However, if truly aiming for broad coverage, our solution settled on mandatory engineering class for high school graduation, for freshmen / sophomores. (PLoS Dec. 2011, if I remember correctly, some 35 states have passed mandates for service learning). Because: a program where college students volunteered in weekend programs would be nice, but in some areas, no engineering universities, nor universities, and in some cases not even engineering companies are located near high schools.
Also, the EPICS program people are optimistic that even non-technically oriented high-schoolers can, at that point in their life, choose engineering and succeed.
I, influenced by the people I've talked to, take the view that changing elementary school education is faster and easier. To really change high school or university, will come back to elementary school education.
I also am currently of the opinion that, "if students don't even know Algebra 1, it will be hard for them to engineer and work on cool projects (DIY movement, Instructables, MAKE), and students will be more easily discouraged."

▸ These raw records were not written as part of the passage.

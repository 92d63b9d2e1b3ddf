//! Differential benchmark harness.
//!
//! Every codec under test implements [`Codec`]. A [`Driver`] loads a fixture, verifies the
//! codec against it and only then measures it, recording into a [`SuiteBuilder`].

pub mod alloc;
pub mod codec;
mod driver;
mod error;
pub mod measure;
pub mod ports;
pub mod results;

pub use codec::{Codec, Interfaces};
pub use driver::{Driver, Idle, Loaded, Reported, Verified};
pub use error::{Error, Result, VerificationError};
pub use measure::{MeasureConfig, Measurement};
pub use results::{BenchmarkResult, BenchmarkSuite, Comparison, Phase, SuiteBuilder};

pub type Root = [u8; 32];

I choose not to tackle policy myself, since I fear my passion will burn out before anything changes. Rather, I would like to play the role of a negotiator and get more people talking and realizing that all sides need to give to reach a consensus. I also think that there are no magic-bullet one-size-fits-all solutions. Each school needs to take it's own time to implement what they decide is best. I also want to be flexible and adjust my list of best practices as I learn more.
First steps:
Read more. Checked out: The Death and Life of the Great American School System (history), Work Hard Be Nice (founding a school / group of schools)

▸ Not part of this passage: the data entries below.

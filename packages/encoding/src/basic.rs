use std::io::Write;

use crate::{
    Error, Preset, Result, Root, Ssz, expect_len,
    merkle::{chunk_count, merkleize, pack},
};

fn chunk_of(bytes: &[u8]) -> Root {
    let mut chunk = [0; 32];
    chunk[..bytes.len()].copy_from_slice(bytes);
    chunk
}

impl Ssz for u8 {
    const PACKED: bool = true;

    fn fixed_len(_: &Preset) -> Option<usize> {
        Some(1)
    }

    fn encoded_len(&self, _: &Preset) -> usize {
        1
    }

    fn encode_to(&self, _: &Preset, out: &mut Vec<u8>) -> Result<()> {
        out.push(*self);
        Ok(())
    }

    fn write_to<W: Write + ?Sized>(&self, _: &Preset, writer: &mut W) -> Result<()> {
        writer.write_all(&[*self])?;
        Ok(())
    }

    fn decode(bytes: &[u8], _: &Preset) -> Result<Self> {
        expect_len(bytes, 1)?;
        Ok(bytes[0])
    }

    fn hash_tree_root(&self, _: &Preset) -> Result<Root> {
        Ok(chunk_of(&[*self]))
    }
}

impl Ssz for u64 {
    const PACKED: bool = true;

    fn fixed_len(_: &Preset) -> Option<usize> {
        Some(8)
    }

    fn encoded_len(&self, _: &Preset) -> usize {
        8
    }

    fn encode_to(&self, _: &Preset, out: &mut Vec<u8>) -> Result<()> {
        out.extend_from_slice(&self.to_le_bytes());
        Ok(())
    }

    fn write_to<W: Write + ?Sized>(&self, _: &Preset, writer: &mut W) -> Result<()> {
        writer.write_all(&self.to_le_bytes())?;
        Ok(())
    }

    fn decode(bytes: &[u8], _: &Preset) -> Result<Self> {
        expect_len(bytes, 8)?;
        let mut le = [0; 8];
        le.copy_from_slice(bytes);
        Ok(u64::from_le_bytes(le))
    }

    fn hash_tree_root(&self, _: &Preset) -> Result<Root> {
        Ok(chunk_of(&self.to_le_bytes()))
    }
}

impl Ssz for bool {
    const PACKED: bool = true;

    fn fixed_len(_: &Preset) -> Option<usize> {
        Some(1)
    }

    fn encoded_len(&self, _: &Preset) -> usize {
        1
    }

    fn encode_to(&self, _: &Preset, out: &mut Vec<u8>) -> Result<()> {
        out.push(u8::from(*self));
        Ok(())
    }

    fn write_to<W: Write + ?Sized>(&self, _: &Preset, writer: &mut W) -> Result<()> {
        writer.write_all(&[u8::from(*self)])?;
        Ok(())
    }

    fn decode(bytes: &[u8], _: &Preset) -> Result<Self> {
        expect_len(bytes, 1)?;
        match bytes[0] {
            0 => Ok(false),
            1 => Ok(true),
            other => Err(Error::InvalidBool(other)),
        }
    }

    fn hash_tree_root(&self, _: &Preset) -> Result<Root> {
        Ok(chunk_of(&[u8::from(*self)]))
    }
}

/// Fixed-size byte vectors: roots, hashes, keys, signatures, addresses.
impl<const N: usize> Ssz for [u8; N] {
    fn fixed_len(_: &Preset) -> Option<usize> {
        Some(N)
    }

    fn encoded_len(&self, _: &Preset) -> usize {
        N
    }

    fn encode_to(&self, _: &Preset, out: &mut Vec<u8>) -> Result<()> {
        out.extend_from_slice(self);
        Ok(())
    }

    fn write_to<W: Write + ?Sized>(&self, _: &Preset, writer: &mut W) -> Result<()> {
        writer.write_all(self)?;
        Ok(())
    }

    fn decode(bytes: &[u8], _: &Preset) -> Result<Self> {
        expect_len(bytes, N)?;
        let mut array = [0; N];
        array.copy_from_slice(bytes);
        Ok(array)
    }

    fn hash_tree_root(&self, _: &Preset) -> Result<Root> {
        merkleize(&pack(self), chunk_count(N, 1))
    }
}

#[cfg(test)]
mod tests {
    use pretty_assertions::assert_eq;
    use test_case::test_case;

    use super::*;
    use crate::merkle::hash_pair;

    const PRESET: Preset = Preset::MINIMAL;

    #[test]
    fn encodes_u64_little_endian() {
        // when
        let bytes = 0x0102_0304_0506_0708u64.encode(&PRESET).unwrap();

        // then
        assert_eq!(bytes, vec![8, 7, 6, 5, 4, 3, 2, 1]);
        assert_eq!(u64::decode(&bytes, &PRESET).unwrap(), 0x0102_0304_0506_0708);
    }

    #[test_case(&[]; "empty")]
    #[test_case(&[1, 2, 3, 4, 5, 6, 7]; "short")]
    #[test_case(&[0; 9]; "long")]
    fn u64_rejects_wrong_length(bytes: &[u8]) {
        // when
        let err = u64::decode(bytes, &PRESET).unwrap_err();

        // then
        assert_eq!(
            err,
            Error::InvalidByteLength {
                expected: 8,
                got: bytes.len()
            }
        );
    }

    #[test_case(0, Ok(false); "false")]
    #[test_case(1, Ok(true); "true")]
    #[test_case(2, Err(Error::InvalidBool(2)); "two")]
    #[test_case(0xff, Err(Error::InvalidBool(0xff)); "all ones")]
    fn decodes_booleans(byte: u8, expected: Result<bool>) {
        assert_eq!(bool::decode(&[byte], &PRESET), expected);
    }

    #[test]
    fn basic_roots_are_padded_chunks() {
        // when
        let root = 5u64.hash_tree_root(&PRESET).unwrap();

        // then
        let mut expected = [0; 32];
        expected[0] = 5;
        assert_eq!(root, expected);
    }

    #[test]
    fn short_byte_vector_root_is_the_padded_bytes() {
        // when
        let root = [7u8; 20].hash_tree_root(&PRESET).unwrap();

        // then
        let mut expected = [0; 32];
        expected[..20].copy_from_slice(&[7; 20]);
        assert_eq!(root, expected);
    }

    #[test]
    fn long_byte_vector_root_merkleizes_chunks() {
        // given
        let pubkey = [3u8; 48];

        // when
        let root = pubkey.hash_tree_root(&PRESET).unwrap();

        // then
        let mut second = [0; 32];
        second[..16].copy_from_slice(&[3; 16]);
        assert_eq!(root, hash_pair(&[3; 32], &second));
    }

    #[test]
    fn streams_the_same_bytes_it_encodes() {
        // given
        let signature = [9u8; 96];
        let mut written = vec![];

        // when
        signature.write_to(&PRESET, &mut written).unwrap();

        // then
        assert_eq!(written, signature.encode(&PRESET).unwrap());
    }
}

Done reading: One Day, All Children (story of the founding of the Teach For America movement from the perspective of a Princeton senior / just-graduate). The Tipping Point (the spread of ideas).
To check out: Made to Stick: Why Some Ideas Survive and Others Die, Switch: How to Change Things When Change Is Hard
best practices in international development || post-in-progress
Three case studies:
Enron pipeline. NGO: tells enron, keep pipeline away from communities, preserve their culture. Cultural anthropologist says that when he visits, the villagers want the pipeline to come. (where is the disconnect? why did they not get buy-in?) (because we're human)

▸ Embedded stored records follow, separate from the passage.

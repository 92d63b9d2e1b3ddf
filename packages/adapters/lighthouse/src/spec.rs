use std::fmt::Debug;

use presets::{Preset, PresetName};
use ssz_types::typenum::{
    U4, U8, U16, U32, U64, U512, U2048, U4096, U8192, U65536, Unsigned,
};

/// A preset expressed as type-level integers.
pub trait Spec: 'static + Default + Clone + Copy + Send + Sync + Debug + PartialEq + Eq {
    type SlotsPerHistoricalRoot: Bound;
    type EpochsPerHistoricalVector: Bound;
    type EpochsPerSlashingsVector: Bound;
    type SyncCommitteeSize: Bound;
    type MaxWithdrawalsPerPayload: Bound;
    type MaxBlobCommitmentsPerBlock: Bound;
    type SlotsPerEpoch: Bound;
    type EpochsPerEth1VotingPeriod: Bound;
    /// `SlotsPerEpoch * EpochsPerEth1VotingPeriod`
    type SlotsPerEth1VotingPeriod: Bound;

    const NAME: PresetName;

    fn preset() -> Preset {
        Preset {
            name: Self::NAME,
            slots_per_historical_root: Self::SlotsPerHistoricalRoot::to_usize(),
            epochs_per_historical_vector: Self::EpochsPerHistoricalVector::to_usize(),
            epochs_per_slashings_vector: Self::EpochsPerSlashingsVector::to_usize(),
            sync_committee_size: Self::SyncCommitteeSize::to_usize(),
            max_withdrawals_per_payload: Self::MaxWithdrawalsPerPayload::to_usize(),
            max_blob_commitments_per_block: Self::MaxBlobCommitmentsPerBlock::to_usize(),
            slots_per_epoch: Self::SlotsPerEpoch::to_usize(),
            epochs_per_eth1_voting_period: Self::EpochsPerEth1VotingPeriod::to_usize(),
        }
    }
}

pub trait Bound: Unsigned + Clone + Copy + Send + Sync + Debug + PartialEq + Eq + Default {}

impl<T: Unsigned + Clone + Copy + Send + Sync + Debug + PartialEq + Eq + Default> Bound for T {}

#[derive(Debug, Clone, Copy, PartialEq, Eq, Default)]
pub struct MainnetSpec;

impl Spec for MainnetSpec {
    type SlotsPerHistoricalRoot = U8192;
    type EpochsPerHistoricalVector = U65536;
    type EpochsPerSlashingsVector = U8192;
    type SyncCommitteeSize = U512;
    type MaxWithdrawalsPerPayload = U16;
    type MaxBlobCommitmentsPerBlock = U4096;
    type SlotsPerEpoch = U32;
    type EpochsPerEth1VotingPeriod = U64;
    type SlotsPerEth1VotingPeriod = U2048;

    const NAME: PresetName = PresetName::Mainnet;
}

#[derive(Debug, Clone, Copy, PartialEq, Eq, Default)]
pub struct MinimalSpec;

impl Spec for MinimalSpec {
    type SlotsPerHistoricalRoot = U64;
    type EpochsPerHistoricalVector = U64;
    type EpochsPerSlashingsVector = U64;
    type SyncCommitteeSize = U32;
    type MaxWithdrawalsPerPayload = U4;
    type MaxBlobCommitmentsPerBlock = U32;
    type SlotsPerEpoch = U8;
    type EpochsPerEth1VotingPeriod = U4;
    type SlotsPerEth1VotingPeriod = U32;

    const NAME: PresetName = PresetName::Minimal;
}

Malawi fertilizer. Government successfully promotes fertilizer use by optimizing subsidy program. Great, farming yields go up, people lifted out of poverty. But perhaps the fertilizer is actually chemically based. Twenty years from now, the land turns out to be ruined.
Community, the young generation: want TV. But other (very close-by) community, the older generation there says that TV has replaced original culture. (but cultural changes happen all the time. people in the US were afraid of the radio, that it would replace singing on the porches. people in the US are afraid of the internet, instead of being united by TV, we are split everywhere.) (So I come down on the side of technological change, but is that because I am young? As I learn more, will I naturally come to the conclusion that local is everything?)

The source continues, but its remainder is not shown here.